Friday, December 25, 2015

10 factors 3: stakeholders

3.    Stakeholders. Involve your stakeholders throughout the project. Get them involved in the analysis and planning, as well as execution. Gain their approval when needed and keep them informed when needed. The more you involve them, the greater their level of buy-in and the better you will manage their expectations.
'Stakeholders' are a various bunch. They range from the people with an actual stake in the project that they paid real money for, through those with a possible financial interest, to those who have no financial interest, but could be supporters or irritants.

For any interest group (and some interest groups will pretend that they are 'stakeholders' and should be given the attention that a proper stakeholder receives), as well as stakeholders identify their interest, their objectives, the strength of their interest and project risks that this might produce.

Then devise the separate management, communication and obstruction strategies for them...that's right 'obstruction' because some 'interest' groups are not interested in the project, not really. They are interested in the project not happening. For the project investor's interest, and with them kept fully informed, you might just have to obstruct them.

Saturday, December 5, 2015

2. Communicate visually

This alludes to a book by Woeppel about 'visual project management'. I haven't read the book so I cannot say if it is worthwhile, or just another PM gimmick.

Visual communication has had a boost in recent years with the preponderance of 'dashboards' as an attempt to communicate critical performance information to senior executives (or anyone, really). I use them myself, but one of the risks of dashboard reports is that they will be admired but not digested.

The idea of 'dashboards' was given its first outing, according to himself, by Charlie Kyd, who has an e-book on the topic.
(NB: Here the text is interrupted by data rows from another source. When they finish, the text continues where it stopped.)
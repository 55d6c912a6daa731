//! # Listings and Filtered Queries
//!
//! File: cli/src/common/docker/service/listing.rs
//!
//! ## Overview
//!
//! Read-only operations of the engine service. Each public listing registers
//! itself in the service's `InFlight` table under its `RequestKind`, so a
//! newer refresh of the same kind cancels an older one still waiting on the
//! engine. Internal lookups (the removal re-check, the volume `in_use` fan-out)
//! go through the unregistered `fetch_*` helpers and never cancel a refresh.
//!
//! Raw engine records are normalized here:
//!
//! - containers: leading `/` stripped from the name, ports formatted, short id applied.
//! - images: `sha256:` stripped, one entry per repository tag, a single
//!   dangling entry (empty repository and tag) for untagged images.
//! - volumes: `in_use` computed from the volume-type mounts of all containers.
//! - networks: connected-container count taken from the containers' own
//!   network settings. The network list endpoint leaves its attachment map
//!   empty on current engines, so it only counts when it is filled in.
//!
use super::EngineService;
use crate::common::docker::api::{filters, Filters};
use crate::common::docker::timeouts::{cancellable, with_timeout, RequestKind, Timeouts};
use crate::common::docker::types::{
    format_ports, instant_from_epoch, instant_from_rfc3339, parse_image_tag, trim_image_id,
    truncate_id, Container, ContainerState, Image, Network, PortMapping, Volume, SHORT_ID_LEN,
};
use crate::core::error::Result;
use bollard::models::{self as engine, MountPointTypeEnum, PortTypeEnum};
use std::collections::{HashMap, HashSet};
use tracing::{debug, instrument, warn};

/// All four resource listings taken together.
#[derive(Debug, Clone, Default)]
pub struct ResourceSnapshot {
    pub containers: Vec<Container>,
    pub images: Vec<Image>,
    pub volumes: Vec<Volume>,
    pub networks: Vec<Network>,
    /// One entry per category that failed to load.
    pub warnings: Vec<String>,
}

/// Engine identity and counts, as shown by `octo info`.
#[derive(Debug, Clone, PartialEq, Eq)]
pub struct EngineSummary {
    pub version: String,
    pub api_version: String,
    pub os: String,
    pub arch: String,
    pub containers: u64,
    pub containers_running: u64,
    pub images: u64,
}

pub(crate) fn container_from(raw: engine::ContainerSummary) -> Container {
    let id = raw.id.unwrap_or_default();
    let name = raw
        .names
        .and_then(|names| names.into_iter().next())
        .map(|n| n.strip_prefix('/').unwrap_or(&n).to_string())
        .unwrap_or_default();
    let ports: Vec<PortMapping> = raw
        .ports
        .unwrap_or_default()
        .into_iter()
        .map(|p| PortMapping {
            public_port: p.public_port,
            private_port: p.private_port,
            protocol: protocol_name(p.typ),
        })
        .collect();
    Container {
        short_id: truncate_id(&id, SHORT_ID_LEN),
        id,
        name,
        image: raw.image.unwrap_or_default(),
        image_id: raw.image_id.unwrap_or_default(),
        status: raw.status.unwrap_or_default(),
        state: ContainerState::parse(raw.state.as_deref().unwrap_or_default()),
        created: instant_from_epoch(raw.created.unwrap_or_default()),
        ports: format_ports(&ports),
        size_rw: raw.size_rw.unwrap_or(0).max(0) as u64,
        labels: raw.labels.unwrap_or_default(),
    }
}

fn protocol_name(typ: Option<PortTypeEnum>) -> String {
    match typ {
        Some(PortTypeEnum::UDP) => "udp",
        Some(PortTypeEnum::SCTP) => "sctp",
        _ => "tcp",
    }
    .to_string()
}

/// Expands one engine image into one entry per tag.
pub(crate) fn images_from(raw: engine::ImageSummary) -> Vec<Image> {
    let id = trim_image_id(&raw.id);
    let size = raw.size.max(0) as u64;
    let created = instant_from_epoch(raw.created);
    // List endpoints report -1 when the count was not computed.
    let containers = raw.containers.max(0) as u64;

    let tags: Vec<&String> = raw
        .repo_tags
        .iter()
        .filter(|t| t.as_str() != "<none>:<none>")
        .collect();
    if tags.is_empty() {
        return vec![Image {
            id,
            repository: String::new(),
            tag: String::new(),
            size,
            created,
            containers,
            dangling: true,
        }];
    }
    tags.into_iter()
        .map(|reference| {
            let (repository, tag) = parse_image_tag(reference);
            Image {
                id: id.clone(),
                repository,
                tag,
                size,
                created,
                containers,
                dangling: false,
            }
        })
        .collect()
}

fn volume_from(raw: engine::Volume, in_use: bool) -> Volume {
    Volume {
        size: raw
            .usage_data
            .and_then(|usage| u64::try_from(usage.size).ok()),
        created: raw.created_at.as_deref().and_then(instant_from_rfc3339),
        name: raw.name,
        driver: raw.driver,
        mountpoint: raw.mountpoint,
        labels: raw.labels,
        in_use,
    }
}

/// How many containers are attached to each network, by network id and by name.
#[derive(Debug, Default)]
struct Attachments {
    by_id: HashMap<String, usize>,
    by_name: HashMap<String, usize>,
}

impl Attachments {
    fn from_containers(containers: &[engine::ContainerSummary]) -> Self {
        let mut attachments = Self::default();
        let endpoints = containers
            .iter()
            .filter_map(|c| c.network_settings.as_ref())
            .flat_map(|settings| settings.networks.iter().flatten());
        for (name, endpoint) in endpoints {
            *attachments.by_name.entry(name.clone()).or_default() += 1;
            if let Some(id) = endpoint.network_id.as_deref().filter(|id| !id.is_empty()) {
                *attachments.by_id.entry(id.to_string()).or_default() += 1;
            }
        }
        attachments
    }

    fn count(&self, id: &str, name: &str) -> usize {
        self.by_id
            .get(id)
            .or_else(|| self.by_name.get(name))
            .copied()
            .unwrap_or(0)
    }
}

fn network_from(raw: engine::Network, attachments: &Attachments) -> Network {
    let id = raw.id.unwrap_or_default();
    let name = raw.name.unwrap_or_default();
    let listed = raw.containers.map(|c| c.len()).unwrap_or(0);
    Network {
        short_id: truncate_id(&id, SHORT_ID_LEN),
        containers: listed.max(attachments.count(&id, &name)),
        id,
        name,
        driver: raw.driver.unwrap_or_default(),
        scope: raw.scope.unwrap_or_default(),
        internal: raw.internal.unwrap_or(false),
    }
}

/// Names of volumes mounted by any of `containers`.
pub(crate) fn mounted_volume_names(containers: &[engine::ContainerSummary]) -> HashSet<String> {
    containers
        .iter()
        .flat_map(|c| c.mounts.iter().flatten())
        .filter(|m| m.typ == Some(MountPointTypeEnum::VOLUME))
        .filter_map(|m| m.name.clone())
        .collect()
}

impl EngineService {
    pub(crate) async fn fetch_containers(
        &self,
        all: bool,
        filters: Filters,
    ) -> Result<Vec<engine::ContainerSummary>> {
        with_timeout(
            Timeouts::LIST,
            "list containers",
            self.api.list_containers(all, filters),
        )
        .await
    }

    pub(crate) async fn fetch_images(&self) -> Result<Vec<engine::ImageSummary>> {
        with_timeout(
            Timeouts::LIST,
            "list images",
            self.api.list_images(false, Filters::new()),
        )
        .await
    }

    pub(crate) async fn fetch_volumes(&self, filters: Filters) -> Result<Vec<engine::Volume>> {
        with_timeout(Timeouts::LIST, "list volumes", self.api.list_volumes(filters)).await
    }

    /// Networks with their attached-container counts, for lookups and prunes.
    pub(crate) async fn fetch_networks(&self) -> Result<Vec<Network>> {
        let (networks, containers) = with_timeout(Timeouts::LIST, "list networks", async {
            tokio::try_join!(
                self.api.list_networks(),
                self.api.list_containers(true, Filters::new())
            )
        })
        .await?;
        let attachments = Attachments::from_containers(&containers);
        Ok(networks
            .into_iter()
            .map(|n| network_from(n, &attachments))
            .collect())
    }

    #[instrument(skip(self))]
    pub async fn list_containers(&self, all: bool) -> Result<Vec<Container>> {
        let token = self.inflight.begin(RequestKind::Containers);
        let raw = cancellable(
            token,
            Timeouts::LIST,
            "list containers",
            self.api.list_containers(all, Filters::new()),
        )
        .await?;
        debug!("Engine returned {} containers", raw.len());
        Ok(raw.into_iter().map(container_from).collect())
    }

    #[instrument(skip(self))]
    pub async fn list_images(&self, all: bool) -> Result<Vec<Image>> {
        let token = self.inflight.begin(RequestKind::Images);
        let raw = cancellable(
            token,
            Timeouts::LIST,
            "list images",
            self.api.list_images(all, Filters::new()),
        )
        .await?;
        Ok(raw.into_iter().flat_map(images_from).collect())
    }

    /// Lists volumes, marking those mounted by any container as in use.
    #[instrument(skip(self))]
    pub async fn list_volumes(&self) -> Result<Vec<Volume>> {
        let token = self.inflight.begin(RequestKind::Volumes);
        let fetch = async {
            let (volumes, containers) = tokio::try_join!(
                self.api.list_volumes(Filters::new()),
                self.api.list_containers(true, Filters::new())
            )?;
            Ok((volumes, containers))
        };
        let (volumes, containers) = cancellable(token, Timeouts::LIST, "list volumes", fetch).await?;
        let mounted = mounted_volume_names(&containers);
        Ok(volumes
            .into_iter()
            .map(|v| {
                let in_use = mounted.contains(&v.name);
                volume_from(v, in_use)
            })
            .collect())
    }

    /// Lists networks with the number of containers attached to each.
    #[instrument(skip(self))]
    pub async fn list_networks(&self) -> Result<Vec<Network>> {
        let token = self.inflight.begin(RequestKind::Networks);
        let fetch = async {
            tokio::try_join!(
                self.api.list_networks(),
                self.api.list_containers(true, Filters::new())
            )
        };
        let (networks, containers) = cancellable(token, Timeouts::LIST, "list networks", fetch).await?;
        let attachments = Attachments::from_containers(&containers);
        Ok(networks
            .into_iter()
            .map(|n| network_from(n, &attachments))
            .collect())
    }

    /// Images with no repository tag.
    #[instrument(skip(self))]
    pub async fn dangling_images(&self) -> Result<Vec<Image>> {
        let raw = with_timeout(
            Timeouts::LIST,
            "list dangling images",
            self.api.list_images(false, filters([("dangling", "true")])),
        )
        .await?;
        Ok(raw.into_iter().flat_map(images_from).collect())
    }

    /// Containers that are exited, created or dead.
    #[instrument(skip(self))]
    pub async fn stopped_containers(&self) -> Result<Vec<Container>> {
        let raw = self
            .fetch_containers(
                true,
                filters([
                    ("status", "exited"),
                    ("status", "created"),
                    ("status", "dead"),
                ]),
            )
            .await?;
        Ok(raw.into_iter().map(container_from).collect())
    }

    /// Volumes the engine reports as not referenced by any container.
    #[instrument(skip(self))]
    pub async fn unused_volumes(&self) -> Result<Vec<Volume>> {
        let raw = self.fetch_volumes(filters([("dangling", "true")])).await?;
        Ok(raw.into_iter().map(|v| volume_from(v, false)).collect())
    }

    /// Runs the four listings concurrently. A failed category is reported
    /// as a warning and leaves its list empty.
    #[instrument(skip(self))]
    pub async fn snapshot(&self) -> ResourceSnapshot {
        let (containers, images, volumes, networks) = tokio::join!(
            self.list_containers(true),
            self.list_images(false),
            self.list_volumes(),
            self.list_networks()
        );
        let mut snapshot = ResourceSnapshot::default();
        snapshot.containers = keep(containers, "containers", &mut snapshot.warnings);
        snapshot.images = keep(images, "images", &mut snapshot.warnings);
        snapshot.volumes = keep(volumes, "volumes", &mut snapshot.warnings);
        snapshot.networks = keep(networks, "networks", &mut snapshot.warnings);
        snapshot
    }

    #[instrument(skip(self))]
    pub async fn engine_info(&self) -> Result<EngineSummary> {
        let (version, info) = with_timeout(Timeouts::LIST, "engine info", async {
            tokio::try_join!(self.api.version(), self.api.info())
        })
        .await?;
        let count = |n: Option<i64>| n.unwrap_or(0).max(0) as u64;
        Ok(EngineSummary {
            version: version.version.unwrap_or_default(),
            api_version: version.api_version.unwrap_or_default(),
            os: version.os.unwrap_or_default(),
            arch: version.arch.unwrap_or_default(),
            containers: count(info.containers),
            containers_running: count(info.containers_running),
            images: count(info.images),
        })
    }
}

fn keep<T>(result: Result<Vec<T>>, category: &str, warnings: &mut Vec<String>) -> Vec<T> {
    match result {
        Ok(items) => items,
        Err(e) => {
            warn!("Failed to list {}: {:#}", category, e);
            warnings.push(format!("Failed to list {}: {}", category, e));
            Vec::new()
        }
    }
}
Edward Tufte's forum also deals with visual communication in regard to project management, wrestling with gantt charts, as though these are the be all and end all of PM information vehicles. Oddly, Tufte has some good ideas on this topic for medical charts. These could provide an approach for project management, conceptualising the project like a patient and bring a summation of past and current information to the chart.

The idea of visual communication: charts, influence diagrams, fishbone diagrams and the rest of the panoply of this genre is probably good, at a level. The idea of a project dashboard is good too, but one cannot escape the numbers. The two biggest numbers are: current expected (really truly expected) out-turn cost and current expected completion date. Nothing else matters.